Hiroshi Bogéa On line

MPF quer impedimento do comércio de ouro ilegal para proteger indígenas e consumidores no Brasil e no exterior

O Ministério Público Federal (MPF) enviou recomendação nesta terça-feira (8) a órgãos públicos e instituições privadas para que sejam tomadas medidas que impeçam a entrada de ouro ilegal na cadeia brasileira de circulação interna e de exportação do minério.

A facilidade de acobertar a origem irregular do produto estimula uma série de violações que colocam em risco a vida dos povos da floresta e o direito de consumidores nacionais e internacionais à informação, alerta a unidade do MPF em Itaituba, no Pará, responsável pela recomendação.

Segundo estudo da Universidade Federal de Minas Gerais (UFMG) produzido para o MPF, de 2019 a 2020 pelo menos 49 toneladas de ouro ilegal do país foram “esquentadas”, ou seja, tiveram sua origem acobertada e foram introduzidas no comércio como produto legal. Esse esquentamento gerou um prejuízo socioambiental no valor de R$ 9,8 bilhões para a Amazônia.

No mesmo período, a mineração ilegal foi responsável pelo desmatamento de 21 mil hectares (cada hectare tem uma área de aproximadamente um campo oficial de futebol) na Amazônia, e 80% dessa área foi desmatada em regiões fora das áreas oficialmente registradas como de origem do ouro.

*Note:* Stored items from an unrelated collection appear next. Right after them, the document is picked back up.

//! Prometheus metrics for study operations and the lifecycle sweep.
//!
//! - Mutations (create, update, delete) by outcome
//! - Enrollments (apply, cancel) by outcome
//! - Sweep runs, transitions, per-study failures and duration
//!
//! # Example
//!
//! ```rust,no_run
//! use bookclub_runtime::metrics::MetricsServer;
//!
//! # fn example() -> Result<(), Box<dyn std::error::Error>> {
//! let mut server = MetricsServer::new("0.0.0.0:9090".parse()?);
//! server.start()?;
//!
//! if let Some(rendered) = server.render() {
//!     println!("{rendered}");
//! }
//! # Ok(())
//! # }
//! ```

use bookclub_core::{StudyError, StudyState};
use metrics::{describe_counter, describe_histogram};
use metrics_exporter_prometheus::{Matcher, PrometheusBuilder, PrometheusHandle};
use std::net::SocketAddr;
use std::time::Duration;
use thiserror::Error;

pub use metrics::{counter, histogram};

/// Errors from metrics operations.
#[derive(Error, Debug)]
pub enum MetricsError {
    /// Failed to build metrics exporter
    #[error("Failed to build metrics exporter: {0}")]
    Build(String),
    /// Failed to install metrics exporter
    #[error("Failed to install metrics exporter: {0}")]
    Install(String),
}

/// Prometheus metrics recorder.
///
/// Installs the global recorder and renders the scrape payload for the
/// configured address.
pub struct MetricsServer {
    addr: SocketAddr,
    handle: Option<PrometheusHandle>,
}

impl MetricsServer {
    /// Create a new metrics server for `addr`.
    #[must_use]
    pub const fn new(addr: SocketAddr) -> Self {
        Self { addr, handle: None }
    }

    /// Address the scrape payload is published for
    #[must_use]
    pub const fn addr(&self) -> SocketAddr {
        self.addr
    }

    /// Register metric descriptions and install the Prometheus recorder.
    ///
    /// # Errors
    ///
    /// Returns error if the exporter cannot be built or installed. An
    /// already installed recorder is tolerated.
    pub fn start(&mut self) -> Result<(), MetricsError> {
        register_metrics();

        let builder = PrometheusBuilder::new()
            .set_buckets_for_metric(
                Matcher::Suffix("duration_seconds".to_string()),
                &[0.001, 0.005, 0.01, 0.05, 0.1, 0.5, 1.0, 5.0, 30.0, 120.0],
            )
            .map_err(|e| MetricsError::Build(e.to_string()))?;

        match builder.install_recorder() {
            Ok(handle) => {
                self.handle = Some(handle);
                tracing::info!(addr = %self.addr, "Metrics recorder installed");
                Ok(())
            }
            Err(e) => {
                let err_msg = e.to_string();
                if err_msg.contains("already initialized") {
                    tracing::warn!("Metrics recorder already initialized, skipping re-initialization");
                    Ok(())
                } else {
                    Err(MetricsError::Install(err_msg))
                }
            }
        }
    }

    /// Render current metrics in Prometheus format.
    ///
    /// Returns `None` if this server did not install the recorder.
    #[must_use]
    pub fn render(&self) -> Option<String> {
        self.handle.as_ref().map(PrometheusHandle::render)
    }
}

fn register_metrics() {
    describe_counter!(
        "study_mutations_total",
        "Study create, update and delete calls by outcome"
    );
    describe_counter!(
        "study_enrollments_total",
        "Apply and cancel calls by outcome"
    );
    describe_counter!(
        "study_sweep_runs_total",
        "Lifecycle sweep runs by outcome"
    );
    describe_counter!(
        "study_sweep_transitions_total",
        "State transitions applied by the sweep, by target state"
    );
    describe_counter!(
        "study_sweep_failures_total",
        "Studies the sweep failed to process"
    );
    describe_histogram!(
        "study_sweep_duration_seconds",
        "Time taken by one sweep run"
    );
}

/// `ok` for success, the error kind otherwise
#[must_use]
pub fn outcome<T>(result: &Result<T, StudyError>) -> &'static str {
    match result {
        Ok(_) => "ok",
        Err(error) => error.kind().as_str(),
    }
}

/// Study mutation and enrollment metrics recorder.
pub struct StudyMetrics;

impl StudyMetrics {
    /// Record a create/update/delete call.
    pub fn record_mutation(operation: &'static str, outcome: &'static str) {
        counter!("study_mutations_total", "operation" => operation, "outcome" => outcome)
            .increment(1);
    }

    /// Record an apply/cancel call.
    pub fn record_enrollment(operation: &'static str, outcome: &'static str) {
        counter!("study_enrollments_total", "operation" => operation, "outcome" => outcome)
            .increment(1);
    }
}

/// Sweep metrics recorder.
pub struct SweepMetrics;

impl SweepMetrics {
    /// Record a finished or skipped run.
    pub fn record_run(outcome: &'static str, duration: Duration) {
        counter!("study_sweep_runs_total", "outcome" => outcome).increment(1);
        histogram!("study_sweep_duration_seconds").record(duration.as_secs_f64());
    }

    /// Record one applied transition.
    pub fn record_transition(to: StudyState) {
        counter!("study_sweep_transitions_total", "to" => to.as_str()).increment(1);
    }

    /// Record one study the sweep could not process.
    pub fn record_failure() {
        counter!("study_sweep_failures_total").increment(1);
    }
}
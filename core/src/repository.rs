//! Collaborator traits for persistence and identity.
//!
//! The core never owns storage. Services talk to a [`StudyRepository`] for
//! studies and an [`AccountDirectory`] for accounts; both are object safe so
//! they can be shared as `Arc<dyn ...>` in an environment.
//!
//! A missing entity is reported as [`RepositoryError::NotFound`], distinct
//! from an empty result set.
//!
//! # Implementations
//!
//! - `InMemoryStudyRepository` / `InMemoryAccountDirectory` (in
//!   `bookclub-testing`): deterministic, process-local backends

use crate::error::RepositoryError;
use crate::filter::{Page, PageRequest, StudyFilter};
use crate::study::Study;
use crate::types::{Account, AccountId, StudyId, StudyState};
use std::future::Future;
use std::pin::Pin;

/// Boxed future returned by collaborator methods
pub type RepositoryFuture<'a, T> =
    Pin<Box<dyn Future<Output = Result<T, RepositoryError>> + Send + 'a>>;

/// Storage for studies
pub trait StudyRepository: Send + Sync {
    /// Allocates the next study id.
    ///
    /// Ids increase monotonically, so ordering by id orders by creation.
    fn next_id(&self) -> RepositoryFuture<'_, StudyId>;

    /// Loads one study.
    ///
    /// # Errors
    ///
    /// [`RepositoryError::NotFound`] when `id` does not exist.
    fn find_by_id(&self, id: StudyId) -> RepositoryFuture<'_, Study>;

    /// Loads every study
    fn find_all(&self) -> RepositoryFuture<'_, Vec<Study>>;

    /// Loads every study in `state`
    fn find_by_state(&self, state: StudyState) -> RepositoryFuture<'_, Vec<Study>>;

    /// Loads studies whose name contains `fragment`
    fn find_by_name_containing<'a>(&'a self, fragment: &'a str) -> RepositoryFuture<'a, Vec<Study>>;

    /// Loads every study matching `filter`, newest first
    fn find_matching<'a>(&'a self, filter: &'a StudyFilter) -> RepositoryFuture<'a, Vec<Study>>;

    /// Loads one page of studies matching `filter`, newest first
    fn find_page<'a>(
        &'a self,
        filter: &'a StudyFilter,
        page: PageRequest,
    ) -> RepositoryFuture<'a, Page<Study>>;

    /// Counts studies matching `filter`
    fn count<'a>(&'a self, filter: &'a StudyFilter) -> RepositoryFuture<'a, usize>;

    /// Inserts or replaces a study
    fn save(&self, study: Study) -> RepositoryFuture<'_, ()>;

    /// Removes a study.
    ///
    /// # Errors
    ///
    /// [`RepositoryError::NotFound`] when `id` does not exist.
    fn delete(&self, id: StudyId) -> RepositoryFuture<'_, ()>;
}

/// Identity provider owning accounts and their `current_study_id` link
pub trait AccountDirectory: Send + Sync {
    /// Resolves an account by id.
    ///
    /// # Errors
    ///
    /// [`RepositoryError::NotFound`] when the account does not exist.
    fn find_by_id(&self, id: AccountId) -> RepositoryFuture<'_, Account>;

    /// Resolves an account by login email.
    ///
    /// # Errors
    ///
    /// [`RepositoryError::NotFound`] when no account uses `email`.
    fn find_by_email<'a>(&'a self, email: &'a str) -> RepositoryFuture<'a, Account>;

    /// Persists an account, including its study link
    fn save(&self, account: Account) -> RepositoryFuture<'_, ()>;
}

“Tanto entidades e órgãos estatais quanto atores privados, compradores, vendedores e exportadores de ouro, pela sua omissão deliberada, seja na implementação propriamente dita dos controles, seja na ausência de cobrança pela sua implementação e na adoção e cumprimento de regras de compliance [conformidade com as leis, ética, transparência e integridade], terminam por estimular conflitos em terras indígenas, depredações, incêndios e ameaças de morte contra populações vulneráveis”, destaca o MPF.